> [Records from a data source]:

=== Section Start ===

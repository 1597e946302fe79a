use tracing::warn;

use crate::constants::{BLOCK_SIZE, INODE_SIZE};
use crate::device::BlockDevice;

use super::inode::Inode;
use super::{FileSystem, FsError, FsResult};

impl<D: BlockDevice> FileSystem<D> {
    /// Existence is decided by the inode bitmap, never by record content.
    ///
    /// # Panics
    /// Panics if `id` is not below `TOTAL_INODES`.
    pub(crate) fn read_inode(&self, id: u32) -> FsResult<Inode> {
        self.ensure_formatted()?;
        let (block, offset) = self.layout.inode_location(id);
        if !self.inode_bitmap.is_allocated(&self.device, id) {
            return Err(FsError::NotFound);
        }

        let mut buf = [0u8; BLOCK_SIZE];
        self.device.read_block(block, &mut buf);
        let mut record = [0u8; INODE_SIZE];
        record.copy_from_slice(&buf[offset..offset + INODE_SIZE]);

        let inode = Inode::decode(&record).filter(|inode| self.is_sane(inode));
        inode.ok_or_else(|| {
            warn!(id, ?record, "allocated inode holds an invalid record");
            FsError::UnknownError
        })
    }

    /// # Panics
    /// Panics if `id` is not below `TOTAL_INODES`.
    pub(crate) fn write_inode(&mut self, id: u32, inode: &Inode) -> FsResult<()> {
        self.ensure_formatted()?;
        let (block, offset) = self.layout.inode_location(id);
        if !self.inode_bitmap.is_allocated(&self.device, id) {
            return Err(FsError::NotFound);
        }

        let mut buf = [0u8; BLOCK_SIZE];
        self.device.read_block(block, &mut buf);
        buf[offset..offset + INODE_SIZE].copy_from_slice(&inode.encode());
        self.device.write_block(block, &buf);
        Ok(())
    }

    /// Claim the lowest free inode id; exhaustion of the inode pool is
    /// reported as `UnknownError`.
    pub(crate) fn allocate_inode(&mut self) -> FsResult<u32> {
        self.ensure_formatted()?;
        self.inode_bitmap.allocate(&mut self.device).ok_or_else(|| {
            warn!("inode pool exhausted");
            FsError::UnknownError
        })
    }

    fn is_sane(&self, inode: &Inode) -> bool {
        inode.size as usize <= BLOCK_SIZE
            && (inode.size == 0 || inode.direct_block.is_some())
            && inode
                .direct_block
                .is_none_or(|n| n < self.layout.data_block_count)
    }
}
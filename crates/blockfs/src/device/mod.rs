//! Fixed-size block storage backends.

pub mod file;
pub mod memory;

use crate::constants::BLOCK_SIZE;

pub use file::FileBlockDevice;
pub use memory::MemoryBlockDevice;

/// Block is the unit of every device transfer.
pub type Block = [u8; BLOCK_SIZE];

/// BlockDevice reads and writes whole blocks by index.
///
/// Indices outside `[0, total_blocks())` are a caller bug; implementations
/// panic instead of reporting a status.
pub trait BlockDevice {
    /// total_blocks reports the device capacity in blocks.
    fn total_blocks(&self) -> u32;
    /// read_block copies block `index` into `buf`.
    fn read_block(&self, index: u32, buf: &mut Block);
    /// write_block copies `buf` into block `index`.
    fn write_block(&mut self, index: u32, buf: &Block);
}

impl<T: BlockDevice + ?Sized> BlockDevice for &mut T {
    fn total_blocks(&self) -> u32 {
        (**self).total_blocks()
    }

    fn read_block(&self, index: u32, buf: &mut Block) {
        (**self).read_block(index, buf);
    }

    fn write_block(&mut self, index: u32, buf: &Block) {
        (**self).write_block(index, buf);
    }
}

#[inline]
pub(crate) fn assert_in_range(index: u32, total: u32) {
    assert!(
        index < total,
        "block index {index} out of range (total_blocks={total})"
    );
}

=== Section End ===
=== Section Start ===

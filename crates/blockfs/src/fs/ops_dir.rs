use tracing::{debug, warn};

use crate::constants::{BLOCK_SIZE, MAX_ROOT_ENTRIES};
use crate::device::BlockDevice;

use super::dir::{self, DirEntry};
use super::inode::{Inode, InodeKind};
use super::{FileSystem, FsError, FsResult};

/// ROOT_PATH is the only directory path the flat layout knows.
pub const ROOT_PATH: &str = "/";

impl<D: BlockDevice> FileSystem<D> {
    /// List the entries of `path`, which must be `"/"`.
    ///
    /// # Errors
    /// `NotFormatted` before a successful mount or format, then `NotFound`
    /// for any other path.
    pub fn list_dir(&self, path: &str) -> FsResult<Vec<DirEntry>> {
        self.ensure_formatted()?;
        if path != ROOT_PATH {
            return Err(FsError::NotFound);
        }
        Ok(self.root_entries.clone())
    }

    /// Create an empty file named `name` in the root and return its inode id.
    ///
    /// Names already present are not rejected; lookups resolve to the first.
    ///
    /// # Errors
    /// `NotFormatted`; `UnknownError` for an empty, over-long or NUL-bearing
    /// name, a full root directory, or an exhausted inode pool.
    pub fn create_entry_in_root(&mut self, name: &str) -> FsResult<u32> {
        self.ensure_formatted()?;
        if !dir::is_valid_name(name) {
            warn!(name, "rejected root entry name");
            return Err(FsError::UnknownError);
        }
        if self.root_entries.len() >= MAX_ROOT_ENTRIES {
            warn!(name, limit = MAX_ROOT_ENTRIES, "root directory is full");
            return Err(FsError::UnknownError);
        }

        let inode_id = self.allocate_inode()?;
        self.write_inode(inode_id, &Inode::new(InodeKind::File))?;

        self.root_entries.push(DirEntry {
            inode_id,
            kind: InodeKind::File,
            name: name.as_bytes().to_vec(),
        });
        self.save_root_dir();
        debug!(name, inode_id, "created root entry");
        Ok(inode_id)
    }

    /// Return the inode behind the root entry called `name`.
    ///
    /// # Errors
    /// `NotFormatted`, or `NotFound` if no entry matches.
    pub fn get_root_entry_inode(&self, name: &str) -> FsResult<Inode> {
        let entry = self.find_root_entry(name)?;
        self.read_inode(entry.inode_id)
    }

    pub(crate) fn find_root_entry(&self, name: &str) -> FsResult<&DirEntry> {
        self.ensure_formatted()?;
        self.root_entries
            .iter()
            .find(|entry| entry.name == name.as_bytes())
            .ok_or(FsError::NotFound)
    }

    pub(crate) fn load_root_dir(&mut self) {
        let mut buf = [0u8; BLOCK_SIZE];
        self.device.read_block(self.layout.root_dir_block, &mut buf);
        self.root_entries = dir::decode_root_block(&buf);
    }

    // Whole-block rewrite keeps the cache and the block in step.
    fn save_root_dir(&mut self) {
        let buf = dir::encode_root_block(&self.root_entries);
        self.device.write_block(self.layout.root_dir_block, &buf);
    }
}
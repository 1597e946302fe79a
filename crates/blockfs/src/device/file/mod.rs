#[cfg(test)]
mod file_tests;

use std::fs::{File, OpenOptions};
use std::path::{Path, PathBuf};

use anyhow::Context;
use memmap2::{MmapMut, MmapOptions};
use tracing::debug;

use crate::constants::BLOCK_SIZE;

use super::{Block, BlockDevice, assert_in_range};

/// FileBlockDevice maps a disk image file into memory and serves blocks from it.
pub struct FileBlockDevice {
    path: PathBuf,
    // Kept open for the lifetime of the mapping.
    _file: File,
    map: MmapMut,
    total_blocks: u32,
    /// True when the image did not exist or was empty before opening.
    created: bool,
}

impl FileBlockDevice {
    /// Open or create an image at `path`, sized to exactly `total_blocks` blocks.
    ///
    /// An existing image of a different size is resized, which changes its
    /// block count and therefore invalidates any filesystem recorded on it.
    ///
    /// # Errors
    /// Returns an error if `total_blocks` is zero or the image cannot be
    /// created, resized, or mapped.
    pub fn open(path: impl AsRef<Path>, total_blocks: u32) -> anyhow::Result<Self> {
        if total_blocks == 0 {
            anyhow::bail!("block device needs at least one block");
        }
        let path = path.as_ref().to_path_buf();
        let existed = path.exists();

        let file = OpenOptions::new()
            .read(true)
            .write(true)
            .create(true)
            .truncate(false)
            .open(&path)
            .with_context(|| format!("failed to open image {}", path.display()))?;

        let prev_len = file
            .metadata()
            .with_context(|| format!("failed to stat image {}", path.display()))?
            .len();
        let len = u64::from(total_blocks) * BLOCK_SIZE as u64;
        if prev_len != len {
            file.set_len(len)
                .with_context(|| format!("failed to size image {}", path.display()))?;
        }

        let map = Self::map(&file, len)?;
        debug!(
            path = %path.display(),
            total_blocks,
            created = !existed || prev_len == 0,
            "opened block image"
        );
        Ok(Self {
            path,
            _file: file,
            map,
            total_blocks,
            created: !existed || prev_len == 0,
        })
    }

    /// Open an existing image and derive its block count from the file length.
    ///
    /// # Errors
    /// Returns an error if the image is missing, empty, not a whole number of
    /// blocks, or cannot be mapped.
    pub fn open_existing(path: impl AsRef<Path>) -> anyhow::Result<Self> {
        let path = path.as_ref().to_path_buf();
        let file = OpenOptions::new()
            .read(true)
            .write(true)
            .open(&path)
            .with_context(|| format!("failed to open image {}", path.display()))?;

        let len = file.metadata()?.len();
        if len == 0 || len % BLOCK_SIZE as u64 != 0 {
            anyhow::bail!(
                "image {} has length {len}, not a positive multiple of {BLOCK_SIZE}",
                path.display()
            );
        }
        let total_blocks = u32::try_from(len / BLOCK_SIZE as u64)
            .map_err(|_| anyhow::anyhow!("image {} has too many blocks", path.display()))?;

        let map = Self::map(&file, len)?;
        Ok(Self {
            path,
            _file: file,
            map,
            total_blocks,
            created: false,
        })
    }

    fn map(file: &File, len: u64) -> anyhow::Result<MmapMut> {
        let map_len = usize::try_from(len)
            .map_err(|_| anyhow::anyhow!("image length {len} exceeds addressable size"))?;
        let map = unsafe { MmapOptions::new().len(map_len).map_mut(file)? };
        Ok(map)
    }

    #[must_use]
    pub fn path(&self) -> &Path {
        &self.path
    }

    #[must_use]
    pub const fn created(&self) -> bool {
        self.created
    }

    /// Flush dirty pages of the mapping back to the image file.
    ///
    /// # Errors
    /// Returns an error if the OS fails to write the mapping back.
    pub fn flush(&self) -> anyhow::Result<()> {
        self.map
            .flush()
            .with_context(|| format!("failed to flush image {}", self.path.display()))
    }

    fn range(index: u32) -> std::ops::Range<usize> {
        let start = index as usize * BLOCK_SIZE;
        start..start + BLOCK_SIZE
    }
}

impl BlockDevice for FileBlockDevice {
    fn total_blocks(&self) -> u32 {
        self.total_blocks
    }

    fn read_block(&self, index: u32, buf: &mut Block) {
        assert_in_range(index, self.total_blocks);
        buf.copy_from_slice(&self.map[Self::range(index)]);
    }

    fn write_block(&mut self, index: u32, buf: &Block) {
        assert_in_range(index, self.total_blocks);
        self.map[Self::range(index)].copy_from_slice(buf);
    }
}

=== Section End ===

> [WHAT YOU WILL DO]:
Go through the entries above and report every line in which the word "AsRef" appears.

> [RESPONSE]:
    pub fn open(path: impl AsRef<Path>, total_blocks: u32) -> anyhow::Result<Self> {
    pub fn open_existing(path: impl AsRef<Path>) -> anyhow::Result<Self> {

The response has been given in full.